The curriculum needs to shift away from its heavy emphasis on content and rather what Mr. Hamel, an AP Government Teacher, calls “manage information.” We need the tools to be able to gather, select, and analyze information that we need and to be able to distinguish from what information is valid and isn’t.

Now, you may be thinking this is all the students’ fault for not learning properly or paying attention in class. Maybe you are thinking that these students do not have any sense of self-discipline for learning. But if many students feel like school is meaningless and resort to these methods, there could be an underlying problem.

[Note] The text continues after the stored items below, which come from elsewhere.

use serde::{Deserialize, Serialize};
use std::io;
use std::path::Path;
use thiserror::Error;

use crate::Amount;
use crate::model::{Card, Channel, Command, Denomination, Instrument, SlotId};

/// Errors that can occur when parsing event script rows
#[derive(Debug, Error)]
pub enum ScriptError {
    #[error("failed to open script: {0}")]
    Open(#[source] csv::Error),

    #[error("line {line}: failed to parse row: {source}")]
    Parse { line: usize, source: csv::Error },

    #[error("line {line}: unrecognized action '{action}'")]
    UnrecognizedAction { line: usize, action: String },

    #[error("line {line}: {action} missing {field}")]
    MissingField {
        line: usize,
        action: String,
        field: &'static str,
    },

    #[error("line {line}: {reason}")]
    Invalid { line: usize, reason: String },
}

#[derive(Debug, Deserialize)]
struct InputRow {
    action: String,
    slot: Option<usize>,
    /// Channel the instrument is presented to
    channel: Option<Channel>,
    /// Kind of instrument, defaults to the channel
    kind: Option<Channel>,
    amount: Option<Amount>,
    count: Option<u32>,
}

#[derive(Debug, Serialize)]
struct OutputRow {
    channel: Channel,
    worth: Amount,
    count: u32,
}

/// Read machine commands from a csv event script
pub fn read_commands(
    path: impl AsRef<Path>,
) -> Result<impl Iterator<Item = Result<Command, ScriptError>>, ScriptError> {
    let reader = csv::ReaderBuilder::new()
        .trim(csv::Trim::All)
        .from_path(path)
        .map_err(ScriptError::Open)?;

    Ok(reader
        .into_deserialize::<InputRow>()
        .enumerate()
        .map(|(idx, result)| {
            let line = idx + 2; // 1-indexed, skip header
            let row = result.map_err(|source| ScriptError::Parse { line, source })?;
            parse_row(line, row)
        }))
}

fn parse_row(line: usize, row: InputRow) -> Result<Command, ScriptError> {
    let missing = |field: &'static str| ScriptError::MissingField {
        line,
        action: row.action.clone(),
        field,
    };

    match row.action.as_str() {
        "confirm" => Ok(Command::Confirm),
        "select" => {
            let slot = row.slot.ok_or_else(|| missing("slot"))?;
            Ok(Command::Select(SlotId(slot)))
        }
        "insert" => {
            let channel = row.channel.ok_or_else(|| missing("channel"))?;
            let amount = row.amount.ok_or_else(|| missing("amount"))?;
            let instrument = match row.kind.unwrap_or(channel) {
                Channel::Coin => Instrument::Coin(amount),
                Channel::Note => Instrument::Note(amount),
                Channel::Card => Instrument::Card(Card::new(format!("script-{line}"), "script", amount)),
            };
            Ok(Command::Insert {
                channel,
                instrument,
            })
        }
        "dispense" => Ok(Command::Dispense),
        "cancel" => Ok(Command::Cancel),
        "reset" => Ok(Command::Reset),
        "restock" => {
            let slot = row.slot.ok_or_else(|| missing("slot"))?;
            let quantity = row.count.ok_or_else(|| missing("count"))?;
            Ok(Command::Restock {
                slot: SlotId(slot),
                quantity,
            })
        }
        "float" => {
            let channel = row.channel.ok_or_else(|| missing("channel"))?;
            let worth = row.amount.ok_or_else(|| missing("amount"))?;
            let count = row.count.ok_or_else(|| missing("count"))?;
            let denomination = match channel {
                Channel::Coin => Denomination::Coin(worth),
                Channel::Note => Denomination::Note(worth),
                Channel::Card => {
                    return Err(ScriptError::Invalid {
                        line,
                        reason: "float cannot hold card payments".to_string(),
                    });
                }
            };
            Ok(Command::Float {
                denomination,
                count,
            })
        }
        "service_on" => Ok(Command::SetInService(true)),
        "service_off" => Ok(Command::SetInService(false)),
        other => Err(ScriptError::UnrecognizedAction {
            line,
            action: other.to_string(),
        }),
    }
}

/// Write ledger stock in csv format
pub fn write_ledger(
    writer: impl io::Write,
    stock: impl IntoIterator<Item = (Denomination, u32)>,
) -> Result<(), csv::Error> {
    let mut writer = csv::Writer::from_writer(writer);

    for (denomination, count) in stock {
        writer.serialize(OutputRow {
            channel: denomination.channel(),
            worth: denomination.worth(),
            count,
        })?;
    }

    writer.flush()?;
    Ok(())
}

#[cfg(test)]
mod tests {
    use super::*;
    use std::io::Write;
    use tempfile::NamedTempFile;

    const HEADER: &str = "action,slot,channel,kind,amount,count\n";

    fn write_csv(rows: &str) -> NamedTempFile {
        let mut file = NamedTempFile::new().unwrap();
        file.write_all(HEADER.as_bytes()).unwrap();
        file.write_all(rows.as_bytes()).unwrap();
        file
    }

    fn read(rows: &str) -> Vec<Result<Command, ScriptError>> {
        let file = write_csv(rows);
        read_commands(file.path()).unwrap().collect()
    }

    #[test]
    fn read_purchase() {
        let results = read("confirm,,,,,\nselect,1,,,,\ninsert,,coin,,0.25,\ndispense,,,,,\n");
        let commands: Vec<_> = results.into_iter().map(Result::unwrap).collect();
        assert_eq!(
            commands,
            vec![
                Command::Confirm,
                Command::Select(SlotId(1)),
                Command::Insert {
                    channel: Channel::Coin,
                    instrument: Instrument::Coin(Amount::from_cents(25)),
                },
                Command::Dispense,
            ]
        );
    }

    #[test]
    fn read_mismatched_instrument() {
        let results = read("insert,,coin,note,20,\n");
        let command = results.into_iter().next().unwrap().unwrap();
        assert_eq!(
            command,
            Command::Insert {
                channel: Channel::Coin,
                instrument: Instrument::Note(Amount::from_units(20)),
            }
        );
    }

    #[test]
    fn read_card() {
        let results = read("insert,,card,,2.50,\n");
        match results.into_iter().next().unwrap().unwrap() {
            Command::Insert {
                channel: Channel::Card,
                instrument: Instrument::Card(card),
            } => assert_eq!(card.worth, Amount::from_cents(250)),
            other => panic!("expected card insert, got {other:?}"),
        }
    }

    #[test]
    fn read_operator_actions() {
        let results = read("restock,2,,,,4\nfloat,,note,,20,3\nservice_off,,,,,\nservice_on,,,,,\nreset,,,,,\ncancel,,,,,\n");
        let commands: Vec<_> = results.into_iter().map(Result::unwrap).collect();
        assert_eq!(
            commands,
            vec![
                Command::Restock {
                    slot: SlotId(2),
                    quantity: 4,
                },
                Command::Float {
                    denomination: Denomination::Note(Amount::from_units(20)),
                    count: 3,
                },
                Command::SetInService(false),
                Command::SetInService(true),
                Command::Reset,
                Command::Cancel,
            ]
        );
    }

    #[test]
    fn read_with_whitespace() {
        let results = read("insert, , coin, , 1.00, \n");
        assert_eq!(results.len(), 1);
        assert!(results[0].is_ok());
    }

    #[test]
    fn read_returns_error_for_unknown_action() {
        let results = read("explode,,,,,\n");
        let err = results[0].as_ref().unwrap_err();
        assert!(matches!(err, ScriptError::UnrecognizedAction { line: 2, .. }));
    }

    #[test]
    fn read_returns_error_for_missing_field() {
        let results = read("confirm,,,,,\ninsert,,coin,,,\n");
        let err = results[1].as_ref().unwrap_err();
        assert!(matches!(
            err,
            ScriptError::MissingField {
                line: 3,
                field: "amount",
                ..
            }
        ));
    }

    #[test]
    fn read_returns_error_for_bad_amount() {
        let results = read("insert,,coin,,ten,\n");
        let err = results[0].as_ref().unwrap_err();
        assert!(matches!(err, ScriptError::Parse { line: 2, .. }));
    }

    #[test]
    fn read_rejects_card_float() {
        let results = read("float,,card,,1,1\n");
        assert!(matches!(
            results[0].as_ref().unwrap_err(),
            ScriptError::Invalid { line: 2, .. }
        ));
    }

    #[test]
    fn missing_file_fails_to_open() {
        let result = read_commands("/nonexistent/script.csv");
        assert!(matches!(result, Err(ScriptError::Open(_))));
    }

    #[test]
    fn write_ledger_rows() {
        let mut out = Vec::new();
        write_ledger(
            &mut out,
            vec![
                (Denomination::Note(Amount::from_units(50)), 1),
                (Denomination::Coin(Amount::from_cents(10)), 20),
            ],
        )
        .unwrap();

        assert_eq!(
            String::from_utf8(out).unwrap(),
            "channel,worth,count\nnote,50.00,1\ncoin,0.10,20\n"
        );
    }
}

Although there may not be any clear statistics saying how many students’ rote memorize, this problem is prevalent in every single classroom. It is evident that the issue could be shifted towards the schools: who are the people that care? Who controls these processes? Had the class explained its purpose, had it been that most of the students were engaged, the problem would be on the students, but that is not the case.

The school system as a whole is at fault. As I lay out in my other contentions, we learn of more problems that must be addressed and resolved, so please, do not hastily lay all the blame on the teachers or the schools.

So you might be wondering, “How do we know whether students are learning well or not? How can we measure that?” To determine whether students are learning or not, we must ask a student to explain to us their thought process behind the problem.

The second thing to improve education and learning is to create purposeful classes. In the progressive model of education we are under, the main purpose of classes is to teach subject mastery related to a student’s future job and subject application. In other words, classes are only of “economic relevance.” But, I believe that education has more of a purpose than that.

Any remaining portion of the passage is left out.